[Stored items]

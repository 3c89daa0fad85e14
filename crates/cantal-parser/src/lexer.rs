use cantal_core::{CantalError, SourceLocation};

use crate::cursor::Cursor;
use crate::token::{Token, TokenKind};

/// Splits CantalScript source into tokens, dropping whitespace and comments.
///
/// The returned stream always ends with a single [`TokenKind::Eof`].
pub fn tokenize(source: &str) -> Result<Vec<Token>, CantalError> {
    let mut lexer = Lexer {
        cursor: Cursor::new(source),
    };
    let mut tokens = Vec::new();
    loop {
        let token = lexer.next_token()?;
        let done = token.kind == TokenKind::Eof;
        tokens.push(token);
        if done {
            return Ok(tokens);
        }
    }
}

struct Lexer<'a> {
    cursor: Cursor<'a>,
}

impl<'a> Lexer<'a> {
    fn skip_whitespace_and_comments(&mut self) -> Result<(), CantalError> {
        loop {
            self.cursor.eat_while(char::is_whitespace);

            if self.cursor.peek() == Some('/') && self.cursor.peek_next() == Some('/') {
                self.cursor.eat_while(|ch| ch != '\n');
                continue;
            }

            if self.cursor.peek() == Some('/') && self.cursor.peek_next() == Some('*') {
                let start = self.cursor.location();
                self.cursor.advance();
                self.cursor.advance();
                loop {
                    match self.cursor.advance() {
                        None => return Err(CantalError::parse("unterminated block comment", start)),
                        Some('*') if self.cursor.eat('/') => break,
                        Some(_) => {}
                    }
                }
                continue;
            }

            return Ok(());
        }
    }

    fn lex_string(&mut self, start: SourceLocation) -> Result<TokenKind, CantalError> {
        let mut value = String::new();
        loop {
            match self.cursor.advance() {
                None | Some('\n') => {
                    return Err(CantalError::parse("unterminated string literal", start))
                }
                Some('"') => return Ok(TokenKind::String(value)),
                Some('\\') => match self.cursor.advance() {
                    Some('n') => value.push('\n'),
                    Some('t') => value.push('\t'),
                    Some('\\') => value.push('\\'),
                    Some('"') => value.push('"'),
                    Some(ch) => {
                        value.push('\\');
                        value.push(ch);
                    }
                    None => return Err(CantalError::parse("unterminated string literal", start)),
                },
                Some(ch) => value.push(ch),
            }
        }
    }

    fn lex_number(&mut self, start_pos: usize, start: SourceLocation) -> Result<TokenKind, CantalError> {
        self.cursor.eat_while(|ch| ch.is_ascii_digit());
        let text = self.cursor.slice(start_pos, self.cursor.pos());
        text.parse::<i64>()
            .map(TokenKind::Int)
            .map_err(|_| CantalError::parse(format!("integer literal \"{}\" is out of range", text), start))
    }

    fn lex_word(&mut self, start_pos: usize) -> TokenKind {
        self.cursor
            .eat_while(|ch| ch.is_ascii_alphanumeric() || ch == '_');
        let text = self.cursor.slice(start_pos, self.cursor.pos());
        TokenKind::keyword(text).unwrap_or_else(|| TokenKind::Ident(text.to_string()))
    }

    fn next_token(&mut self) -> Result<Token, CantalError> {
        self.skip_whitespace_and_comments()?;

        let start = self.cursor.location();
        let start_pos = self.cursor.pos();
        let Some(ch) = self.cursor.advance() else {
            return Ok(Token::new(TokenKind::Eof, start));
        };

        let kind = match ch {
            '(' => TokenKind::LParen,
            ')' => TokenKind::RParen,
            '{' => TokenKind::LBrace,
            '}' => TokenKind::RBrace,
            '[' => TokenKind::LBracket,
            ']' => TokenKind::RBracket,
            ',' => TokenKind::Comma,
            ';' => TokenKind::Semicolon,
            '?' => TokenKind::Question,
            ':' => TokenKind::Colon,
            '+' => TokenKind::Plus,
            '-' => TokenKind::Minus,
            '*' => TokenKind::Star,
            '/' => TokenKind::Slash,
            '=' if self.cursor.eat('=') => TokenKind::EqEq,
            '=' => TokenKind::Assign,
            '!' if self.cursor.eat('=') => TokenKind::BangEq,
            '!' => TokenKind::Bang,
            '<' if self.cursor.eat('=') => TokenKind::LtEq,
            '<' => TokenKind::Lt,
            '>' if self.cursor.eat('=') => TokenKind::GtEq,
            '>' => TokenKind::Gt,
            '&' if self.cursor.eat('&') => TokenKind::AmpAmp,
            '|' if self.cursor.eat('|') => TokenKind::PipePipe,
            '"' => self.lex_string(start)?,
            ch if ch.is_ascii_digit() => self.lex_number(start_pos, start)?,
            ch if ch.is_ascii_alphabetic() || ch == '_' => self.lex_word(start_pos),
            other => {
                return Err(CantalError::parse(
                    format!("unexpected character '{}'", other),
                    start,
                ))
            }
        };

        Ok(Token::new(kind, start))
    }
}

#[cfg(test)]
mod lexer_tests {
    use super::*;

    fn kinds(source: &str) -> Vec<TokenKind> {
        tokenize(source)
            .expect("source should tokenize")
            .into_iter()
            .map(|token| token.kind)
            .collect()
    }

    #[test]
    fn comments_and_whitespace_are_insignificant() {
        let source = "// header\nconst /* inline\n comment */ X = 5; // trailing";
        assert_eq!(
            kinds(source),
            vec![
                TokenKind::Const,
                TokenKind::Ident("X".to_string()),
                TokenKind::Assign,
                TokenKind::Int(5),
                TokenKind::Semicolon,
                TokenKind::Eof,
            ]
        );
    }

    #[test]
    fn two_character_operators_win_over_single_ones() {
        assert_eq!(
            kinds("a == b != !c <= >= < > && || ="),
            vec![
                TokenKind::Ident("a".to_string()),
                TokenKind::EqEq,
                TokenKind::Ident("b".to_string()),
                TokenKind::BangEq,
                TokenKind::Bang,
                TokenKind::Ident("c".to_string()),
                TokenKind::LtEq,
                TokenKind::GtEq,
                TokenKind::Lt,
                TokenKind::Gt,
                TokenKind::AmpAmp,
                TokenKind::PipePipe,
                TokenKind::Assign,
                TokenKind::Eof,
            ]
        );
    }

    #[test]
    fn string_literals_support_escapes() {
        assert_eq!(
            kinds(r#""say \"hi\"\n""#),
            vec![TokenKind::String("say \"hi\"\n".to_string()), TokenKind::Eof]
        );
    }

    #[test]
    fn tokens_carry_their_start_location() {
        let tokens = tokenize("state\n  Idle").expect("tokenize");
        assert_eq!(tokens[0].location, SourceLocation::new(1, 1));
        assert_eq!(tokens[1].location, SourceLocation::new(2, 3));
    }

    #[test]
    fn unterminated_constructs_report_their_opening_location() {
        let error = tokenize("x = \"open").expect_err("unterminated string");
        assert_eq!(error.location(), Some(SourceLocation::new(1, 5)));

        let error = tokenize("a\n/* never closed").expect_err("unterminated comment");
        assert_eq!(error.location(), Some(SourceLocation::new(2, 1)));
        assert_eq!(error.code(), "PARSE_ERROR");
    }

    #[test]
    fn stray_characters_are_rejected() {
        let error = tokenize("a & b").expect_err("single ampersand");
        assert!(error.to_string().contains("unexpected character '&'"));
        let error = tokenize("99999999999999999999").expect_err("overflow");
        assert!(error.to_string().contains("out of range"));
    }
}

- [Exercise requirements]
With no words changed, transcribe the records above.

- [Your response]
repository 3c89daa0fad85e14
filename crates/cantal-parser/src/lexer.rs
use cantal_core::{CantalError, SourceLocation};

use crate::cursor::Cursor;
use crate::token::{Token, TokenKind};

/// Splits CantalScript source into tokens, dropping whitespace and comments.
///
/// The returned stream always ends with a single [`TokenKind::Eof`].
pub fn tokenize(source: &str) -> Result<Vec<Token>, CantalError> {
    let mut lexer = Lexer {
        cursor: Cursor::new(source),
    };
    let mut tokens = Vec::new();
    loop {
        let token = lexer.next_token()?;
        let done = token.kind == TokenKind::Eof;
        tokens.push(token);
        if done {
            return Ok(tokens);
        }
    }
}

struct Lexer<'a> {
    cursor: Cursor<'a>,
}

impl<'a> Lexer<'a> {
    fn skip_whitespace_and_comments(&mut self) -> Result<(), CantalError> {
        loop {
            self.cursor.eat_while(char::is_whitespace);

            if self.cursor.peek() == Some('/') && self.cursor.peek_next() == Some('/') {
                self.cursor.eat_while(|ch| ch != '\n');
                continue;
            }

            if self.cursor.peek() == Some('/') && self.cursor.peek_next() == Some('*') {
                let start = self.cursor.location();
                self.cursor.advance();
                self.cursor.advance();
                loop {
                    match self.cursor.advance() {
                        None => return Err(CantalError::parse("unterminated block comment", start)),
                        Some('*') if self.cursor.eat('/') => break,
                        Some(_) => {}
                    }
                }
                continue;
            }

            return Ok(());
        }
    }

    fn lex_string(&mut self, start: SourceLocation) -> Result<TokenKind, CantalError> {
        let mut value = String::new();
        loop {
            match self.cursor.advance() {
                None | Some('\n') => {
                    return Err(CantalError::parse("unterminated string literal", start))
                }
                Some('"') => return Ok(TokenKind::String(value)),
                Some('\\') => match self.cursor.advance() {
                    Some('n') => value.push('\n'),
                    Some('t') => value.push('\t'),
                    Some('\\') => value.push('\\'),
                    Some('"') => value.push('"'),
                    Some(ch) => {
                        value.push('\\');
                        value.push(ch);
                    }
                    None => return Err(CantalError::parse("unterminated string literal", start)),
                },
                Some(ch) => value.push(ch),
            }
        }
    }

    fn lex_number(&mut self, start_pos: usize, start: SourceLocation) -> Result<TokenKind, CantalError> {
        self.cursor.eat_while(|ch| ch.is_ascii_digit());
        let text = self.cursor.slice(start_pos, self.cursor.pos());
        text.parse::<i64>()
            .map(TokenKind::Int)
            .map_err(|_| CantalError::parse(format!("integer literal \"{}\" is out of range", text), start))
    }

    fn lex_word(&mut self, start_pos: usize) -> TokenKind {
        self.cursor
            .eat_while(|ch| ch.is_ascii_alphanumeric() || ch == '_');
        let text = self.cursor.slice(start_pos, self.cursor.pos());
        TokenKind::keyword(text).unwrap_or_else(|| TokenKind::Ident(text.to_string()))
    }

    fn next_token(&mut self) -> Result<Token, CantalError> {
        self.skip_whitespace_and_comments()?;

        let start = self.cursor.location();
        let start_pos = self.cursor.pos();
        let Some(ch) = self.cursor.advance() else {
            return Ok(Token::new(TokenKind::Eof, start));
        };

        let kind = match ch {
            '(' => TokenKind::LParen,
            ')' => TokenKind::RParen,
            '{' => TokenKind::LBrace,
            '}' => TokenKind::RBrace,
            '[' => TokenKind::LBracket,
            ']' => TokenKind::RBracket,
            ',' => TokenKind::Comma,
            ';' => TokenKind::Semicolon,
            '?' => TokenKind::Question,
            ':' => TokenKind::Colon,
            '+' => TokenKind::Plus,
            '-' => TokenKind::Minus,
            '*' => TokenKind::Star,
            '/' => TokenKind::Slash,
            '=' if self.cursor.eat('=') => TokenKind::EqEq,
            '=' => TokenKind::Assign,
            '!' if self.cursor.eat('=') => TokenKind::BangEq,
            '!' => TokenKind::Bang,
            '<' if self.cursor.eat('=') => TokenKind::LtEq,
            '<' => TokenKind::Lt,
            '>' if self.cursor.eat('=') => TokenKind::GtEq,
            '>' => TokenKind::Gt,
            '&' if self.cursor.eat('&') => TokenKind::AmpAmp,
            '|' if self.cursor.eat('|') => TokenKind::PipePipe,
            '"' => self.lex_string(start)?,
            ch if ch.is_ascii_digit() => self.lex_number(start_pos, start)?,
            ch if ch.is_ascii_alphabetic() || ch == '_' => self.lex_word(start_pos),
            other => {
                return Err(CantalError::parse(
                    format!("unexpected character '{}'", other),
                    start,
                ))
            }
        };

        Ok(Token::new(kind, start))
    }
}

#[cfg(test)]
mod lexer_tests {
    use super::*;

    fn kinds(source: &str) -> Vec<TokenKind> {
        tokenize(source)
            .expect("source should tokenize")
            .into_iter()
            .map(|token| token.kind)
            .collect()
    }

    #[test]
    fn comments_and_whitespace_are_insignificant() {
        let source = "// header\nconst /* inline\n comment */ X = 5; // trailing";
        assert_eq!(
            kinds(source),
            vec![
                TokenKind::Const,
                TokenKind::Ident("X".to_string()),
                TokenKind::Assign,
                TokenKind::Int(5),
                TokenKind::Semicolon,
                TokenKind::Eof,
            ]
        );
    }

    #[test]
    fn two_character_operators_win_over_single_ones() {
        assert_eq!(
            kinds("a == b != !c <= >= < > && || ="),
            vec![
                TokenKind::Ident("a".to_string()),
                TokenKind::EqEq,
                TokenKind::Ident("b".to_string()),
                TokenKind::BangEq,
                TokenKind::Bang,
                TokenKind::Ident("c".to_string()),
                TokenKind::LtEq,
                TokenKind::GtEq,
                TokenKind::Lt,
                TokenKind::Gt,
                TokenKind::AmpAmp,
                TokenKind::PipePipe,
                TokenKind::Assign,
                TokenKind::Eof,
            ]
        );
    }

    #[test]
    fn string_literals_support_escapes() {
        assert_eq!(
            kinds(r#""say \"hi\"\n""#),
            vec![TokenKind::String("say \"hi\"\n".to_string()), TokenKind::Eof]
        );
    }

    #[test]
    fn tokens_carry_their_start_location() {
        let tokens = tokenize("state\n  Idle").expect("tokenize");
        assert_eq!(tokens[0].location, SourceLocation::new(1, 1));
        assert_eq!(tokens[1].location, SourceLocation::new(2, 3));
    }

    #[test]
    fn unterminated_constructs_report_their_opening_location() {
        let error = tokenize("x = \"open").expect_err("unterminated string");
        assert_eq!(error.location(), Some(SourceLocation::new(1, 5)));

        let error = tokenize("a\n/* never closed").expect_err("unterminated comment");
        assert_eq!(error.location(), Some(SourceLocation::new(2, 1)));
        assert_eq!(error.code(), "PARSE_ERROR");
    }

    #[test]
    fn stray_characters_are_rejected() {
        let error = tokenize("a & b").expect_err("single ampersand");
        assert!(error.to_string().contains("unexpected character '&'"));
        let error = tokenize("99999999999999999999").expect_err("overflow");
        assert!(error.to_string().contains("out of range"));
    }
}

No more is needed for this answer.